来  源:   DOI:10.1093/bioinformatics/btae238   PDF(Pubmed)

Abstract:
CONCLUSIONS: Recent proprietary large language models (LLMs), such as GPT-4, have achieved a milestone in tackling diverse challenges in the biomedical domain, ranging from multiple-choice questions to long-form generations. To address challenges that still cannot be handled with the encoded knowledge of LLMs, various retrieval-augmented generation (RAG) methods have been developed by searching documents from the knowledge corpus and appending them unconditionally or selectively to the input of LLMs for generation.
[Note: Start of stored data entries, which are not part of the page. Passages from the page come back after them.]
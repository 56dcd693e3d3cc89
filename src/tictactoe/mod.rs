//! Tic-Tac-Toe rules as a strict per-episode state machine

pub mod board;
pub mod lines;

pub use board::{Board, Cell, GameOutcome, Player, State};
pub use lines::{LineAnalyzer, WINNING_LINES};
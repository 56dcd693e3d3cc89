//! Board state representation and the per-episode state machine

use std::{fmt, str::FromStr};

use serde::{Deserialize, Serialize};

use super::lines::LineAnalyzer;

/// A cell on the Tic-Tac-Toe board
#[derive(Debug, Clone, Copy, PartialEq, Eq, Hash, Serialize, Deserialize)]
pub enum Cell {
    Empty,
    X,
    O,
}

impl Cell {
    pub fn to_char(self) -> char {
        match self {
            Cell::Empty => ' ',
            Cell::X => 'X',
            Cell::O => 'O',
        }
    }

    pub fn from_char(c: char) -> Option<Cell> {
        match c {
            ' ' | '.' => Some(Cell::Empty),
            'X' | 'x' => Some(Cell::X),
            'O' | 'o' => Some(Cell::O),
            _ => None,
        }
    }

    pub fn to_player(self) -> Option<Player> {
        match self {
            Cell::X => Some(Player::X),
            Cell::O => Some(Player::O),
            Cell::Empty => None,
        }
    }
}

/// A player in the game, also the sign an agent plays with
#[derive(Debug, Clone, Copy, PartialEq, Eq, Hash, Serialize, Deserialize)]
pub enum Player {
    X,
    O,
}

impl Player {
    /// Get the opponent player
    pub fn opponent(self) -> Player {
        match self {
            Player::X => Player::O,
            Player::O => Player::X,
        }
    }

    /// Convert player to cell
    pub fn to_cell(self) -> Cell {
        match self {
            Player::X => Cell::X,
            Player::O => Cell::O,
        }
    }
}

impl fmt::Display for Player {
    fn fmt(&self, f: &mut fmt::Formatter<'_>) -> fmt::Result {
        write!(f, "{}", self.to_cell().to_char())
    }
}

/// Outcome of a finished game
#[derive(Debug, Clone, Copy, PartialEq, Eq, Hash, Serialize, Deserialize)]
pub enum GameOutcome {
    Win(Player),
    Draw,
}

/// Snapshot of the nine cells, row-major.
///
/// Doubles as the value-table key: two snapshots with the same symbols are the
/// same key no matter which player opened the game that produced them.
#[derive(Debug, Clone, Copy, PartialEq, Eq, Hash, Serialize, Deserialize)]
#[serde(try_from = "String", into = "String")]
pub struct State(pub [Cell; 9]);

impl State {
    /// The all-empty board
    pub const EMPTY: State = State([Cell::Empty; 9]);

    pub fn cells(&self) -> &[Cell; 9] {
        &self.0
    }

    /// Get cell at position (0-8)
    pub fn get(&self, pos: usize) -> Cell {
        self.0[pos]
    }

    /// Copy of this state with one cell replaced
    #[must_use = "with_cell returns a new state; the original is unchanged"]
    pub fn with_cell(&self, pos: usize, cell: Cell) -> State {
        let mut next = *self;
        next.0[pos] = cell;
        next
    }

    /// Get all empty positions in ascending order
    pub fn empty_positions(&self) -> Vec<usize> {
        self.0
            .iter()
            .enumerate()
            .filter(|&(_, &cell)| cell == Cell::Empty)
            .map(|(i, _)| i)
            .collect()
    }

    pub fn is_full(&self) -> bool {
        !self.0.contains(&Cell::Empty)
    }

    /// Position of the first cell that differs between two states
    pub fn changed_position(&self, other: &State) -> Option<usize> {
        self.0
            .iter()
            .zip(other.0.iter())
            .position(|(a, b)| a != b)
    }
}

impl Default for State {
    fn default() -> Self {
        State::EMPTY
    }
}

impl fmt::Display for State {
    fn fmt(&self, f: &mut fmt::Formatter<'_>) -> fmt::Result {
        for cell in &self.0 {
            write!(f, "{}", cell.to_char())?;
        }
        Ok(())
    }
}

impl FromStr for State {
    type Err = crate::Error;

    /// Parse exactly nine cell characters; `' '` and `'.'` are both empty.
    fn from_str(s: &str) -> Result<Self, Self::Err> {
        let chars: Vec<char> = s.chars().collect();
        if chars.len() != 9 {
            return Err(crate::Error::InvalidBoardLength {
                expected: 9,
                got: chars.len(),
                context: s.to_string(),
            });
        }

        let mut cells = [Cell::Empty; 9];
        for (i, &c) in chars.iter().enumerate() {
            cells[i] = Cell::from_char(c).ok_or_else(|| crate::Error::InvalidCellCharacter {
                character: c,
                position: i,
                context: s.to_string(),
            })?;
        }
        Ok(State(cells))
    }
}

impl TryFrom<String> for State {
    type Error = crate::Error;

    fn try_from(value: String) -> Result<Self, Self::Error> {
        value.parse()
    }
}

impl From<State> for String {
    fn from(state: State) -> Self {
        state.to_string()
    }
}

/// One game's mutable state: the cells, the player to move and the winner.
///
/// `player` is `None` once a winner is decided. A board filled without a
/// winner keeps toggling `player`, so fullness is what separates a draw from
/// a game still in progress.
#[derive(Debug, Clone, PartialEq, Eq)]
pub struct Board {
    state: State,
    player: Option<Player>,
    winner: Option<Player>,
}

impl Board {
    /// Create an empty board with `first_player` to move
    pub fn new(first_player: Player) -> Self {
        Self {
            state: State::EMPTY,
            player: Some(first_player),
            winner: None,
        }
    }

    /// Build a board from an arbitrary position.
    ///
    /// No reachability check is made; if the position already contains a
    /// completed line the board starts terminal.
    pub fn from_state(state: State, to_move: Player) -> Self {
        let winner = LineAnalyzer::predict_winner(state.cells());
        Self {
            state,
            player: if winner.is_some() { None } else { Some(to_move) },
            winner,
        }
    }

    pub fn state(&self) -> State {
        self.state
    }

    /// Player to move, `None` after a win
    pub fn player(&self) -> Option<Player> {
        self.player
    }

    pub fn winner(&self) -> Option<Player> {
        self.winner
    }

    pub fn is_full(&self) -> bool {
        self.state.is_full()
    }

    pub fn is_playable(&self) -> bool {
        !self.is_full() && self.winner.is_none()
    }

    /// Final outcome, `None` while the game is still playable
    pub fn outcome(&self) -> Option<GameOutcome> {
        match self.winner {
            Some(player) => Some(GameOutcome::Win(player)),
            None if self.is_full() => Some(GameOutcome::Draw),
            None => None,
        }
    }

    /// Candidate next states and the cell each one fills, in ascending cell order
    pub fn legal_moves(&self) -> (Vec<State>, Vec<usize>) {
        let Some(player) = self.player.filter(|_| self.is_playable()) else {
            return (Vec::new(), Vec::new());
        };

        let indices = self.state.empty_positions();
        let states = indices
            .iter()
            .map(|&pos| self.state.with_cell(pos, player.to_cell()))
            .collect();
        (states, indices)
    }

    /// Three-in-a-row owner of the current state
    pub fn predict_winner(&self) -> Option<Player> {
        LineAnalyzer::predict_winner(self.state.cells())
    }

    /// Commit `next_state`, which must be one of the current legal candidates.
    ///
    /// # Errors
    ///
    /// - [`Error::GameAlreadyTerminal`](crate::Error::GameAlreadyTerminal) if
    ///   the board is won or full
    /// - [`Error::InvalidMove`](crate::Error::InvalidMove) if `next_state` is
    ///   not an exact legal candidate
    pub fn apply_move(&mut self, next_state: State) -> crate::Result<()> {
        if !self.is_playable() {
            return Err(crate::Error::GameAlreadyTerminal);
        }

        let (candidates, _) = self.legal_moves();
        if !candidates.contains(&next_state) {
            return Err(crate::Error::InvalidMove {
                from: self.state,
                to: next_state,
                player: self.player,
            });
        }

        self.state = next_state;
        self.winner = self.predict_winner();
        self.player = match self.winner {
            Some(_) => None,
            None => self.player.map(Player::opponent),
        };
        Ok(())
    }

    /// Play the current player's mark into cell `pos` (0-8).
    ///
    /// # Errors
    ///
    /// Same as [`apply_move`](Self::apply_move), plus
    /// [`Error::IllegalCell`](crate::Error::IllegalCell) when `pos` is
    /// occupied or out of range.
    pub fn apply_index(&mut self, pos: usize) -> crate::Result<State> {
        if !self.is_playable() {
            return Err(crate::Error::GameAlreadyTerminal);
        }

        let (candidates, indices) = self.legal_moves();
        let next = indices
            .iter()
            .position(|&idx| idx == pos)
            .map(|i| candidates[i])
            .ok_or(crate::Error::IllegalCell {
                position: pos,
                state: self.state,
            })?;
        self.apply_move(next)?;
        Ok(next)
    }
}

impl fmt::Display for Board {
    fn fmt(&self, f: &mut fmt::Formatter<'_>) -> fmt::Result {
        let c: Vec<char> = self.state.cells().iter().map(|c| c.to_char()).collect();
        for row in 0..3 {
            if row > 0 {
                writeln!(f, "-----------")?;
            }
            writeln!(f, " {} | {} | {}", c[row * 3], c[row * 3 + 1], c[row * 3 + 2])?;
        }
        Ok(())
    }
}

#[cfg(test)]
mod tests {
    use super::*;

    fn state(s: &str) -> State {
        s.parse().unwrap()
    }

    #[test]
    fn test_new_board() {
        let board = Board::new(Player::X);
        assert_eq!(board.state(), State::EMPTY);
        assert_eq!(board.player(), Some(Player::X));
        assert_eq!(board.winner(), None);
        assert!(board.is_playable());
        assert_eq!(board.outcome(), None);
    }

    #[test]
    fn test_legal_moves_on_empty_board() {
        let board = Board::new(Player::O);
        let (states, indices) = board.legal_moves();
        assert_eq!(indices, (0..9).collect::<Vec<_>>());
        for (next, &idx) in states.iter().zip(&indices) {
            assert_eq!(next.get(idx), Cell::O);
            assert_eq!(next.changed_position(&State::EMPTY), Some(idx));
        }
    }

    #[test]
    fn test_legal_moves_skip_occupied_cells() {
        let mut board = Board::new(Player::X);
        board.apply_index(4).unwrap();
        let (states, indices) = board.legal_moves();
        assert_eq!(indices, vec![0, 1, 2, 3, 5, 6, 7, 8]);
        assert!(states.iter().all(|s| s.get(4) == Cell::X));
        assert_eq!(states[0], state("O   X    "));
    }

    #[test]
    fn test_apply_move_toggles_player() {
        let mut board = Board::new(Player::X);
        board.apply_move(state("X        ")).unwrap();
        assert_eq!(board.player(), Some(Player::O));
        board.apply_move(state("X   O    ")).unwrap();
        assert_eq!(board.player(), Some(Player::X));
    }

    #[test]
    fn test_apply_move_rejects_non_candidate() {
        let mut board = Board::new(Player::X);
        // Wrong sign for the player to move
        let err = board.apply_move(state("O        ")).unwrap_err();
        assert!(matches!(err, crate::Error::InvalidMove { .. }));
        // Two marks at once
        let err = board.apply_move(state("XX       ")).unwrap_err();
        assert!(matches!(err, crate::Error::InvalidMove { .. }));
        // Unchanged state
        let err = board.apply_move(State::EMPTY).unwrap_err();
        assert!(matches!(err, crate::Error::InvalidMove { .. }));
        assert_eq!(board.state(), State::EMPTY);
        assert_eq!(board.player(), Some(Player::X));
    }

    #[test]
    fn test_win_sets_terminal_sentinel() {
        let mut board = Board::new(Player::X);
        for pos in [0, 4, 1, 5, 2] {
            board.apply_index(pos).unwrap();
        }
        assert_eq!(board.state(), state("XXX OO   "));
        assert_eq!(board.winner(), Some(Player::X));
        assert_eq!(board.player(), None);
        assert_eq!(board.outcome(), Some(GameOutcome::Win(Player::X)));
        assert!(board.legal_moves().0.is_empty());
    }

    #[test]
    fn test_apply_index_rejects_occupied_cell() {
        let mut board = Board::new(Player::X);
        board.apply_index(0).unwrap();
        let err = board.apply_index(0).unwrap_err();
        assert!(matches!(err, crate::Error::IllegalCell { position: 0, .. }));
        let err = board.apply_index(9).unwrap_err();
        assert!(matches!(err, crate::Error::IllegalCell { position: 9, .. }));
    }

    #[test]
    fn test_full_board_without_line_is_draw() {
        let mut board = Board::new(Player::X);
        for pos in [0, 1, 2, 4, 3, 5, 7, 6, 8] {
            board.apply_index(pos).unwrap();
        }
        assert_eq!(board.state(), state("XOXXOOOXX"));
        assert_eq!(board.winner(), None);
        assert!(board.is_full());
        assert!(!board.is_playable());
        assert_eq!(board.outcome(), Some(GameOutcome::Draw));
        assert!(matches!(
            board.apply_move(state("XOXXOOOXX")),
            Err(crate::Error::GameAlreadyTerminal)
        ));
    }

    #[test]
    fn test_from_state_detects_existing_win() {
        let board = Board::from_state(state("OOO XX X "), Player::X);
        assert_eq!(board.winner(), Some(Player::O));
        assert_eq!(board.player(), None);
        assert!(!board.is_playable());
    }

    #[test]
    fn test_state_parse_and_display() {
        let s = state("X.O......");
        assert_eq!(s.to_string(), "X O      ");
        assert!(matches!(
            "XO".parse::<State>(),
            Err(crate::Error::InvalidBoardLength { got: 2, .. })
        ));
        assert!(matches!(
            "XOZ      ".parse::<State>(),
            Err(crate::Error::InvalidCellCharacter { character: 'Z', position: 2, .. })
        ));
    }

    #[test]
    fn test_state_serde_uses_string_form() {
        let s = state("XO       ");
        let json = serde_json::to_string(&s).unwrap();
        assert_eq!(json, "\"XO       \"");
        let back: State = serde_json::from_str(&json).unwrap();
        assert_eq!(back, s);
    }

    #[test]
    fn test_display_grid() {
        let board = Board::from_state(state("XOX O X  "), Player::O);
        let display = board.to_string();
        assert!(display.contains(" X | O | X"));
        assert!(display.contains("-----------"));
    }
}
However, when applying existing methods to different domain-specific problems, poor generalization becomes apparent, leading to fetching incorrect documents or making inaccurate judgments. In this paper, we introduce Self-BioRAG, a framework reliable for biomedical text that specializes in generating explanations, retrieving domain-specific documents, and self-reflecting generated responses. We utilize 84k filtered biomedical instruction sets to train Self-BioRAG that can assess its generated explanations with customized reflective tokens. Our work proves that domain-specific components, such as a retriever, domain-related document corpus, and instruction sets are necessary for adhering to domain-related instructions. Using three major medical question-answering benchmark datasets, experimental results of Self-BioRAG demonstrate significant performance gains by achieving a 7.2% absolute improvement on average over the state-of-the-art open-foundation model with a parameter size of 7B or less. Similarly, Self-BioRAG outperforms RAG by 8% Rouge-1 score in generating more proficient answers on two long-form question-answering benchmarks on average. Overall, we analyze that Self-BioRAG finds the clues in the question, retrieves relevant documents if needed, and understands how to answer with information from retrieved documents and encoded knowledge as a medical expert does. We release our data and code for training our framework components and model weights (7B and 13B) to enhance capabilities in biomedical and clinical domains.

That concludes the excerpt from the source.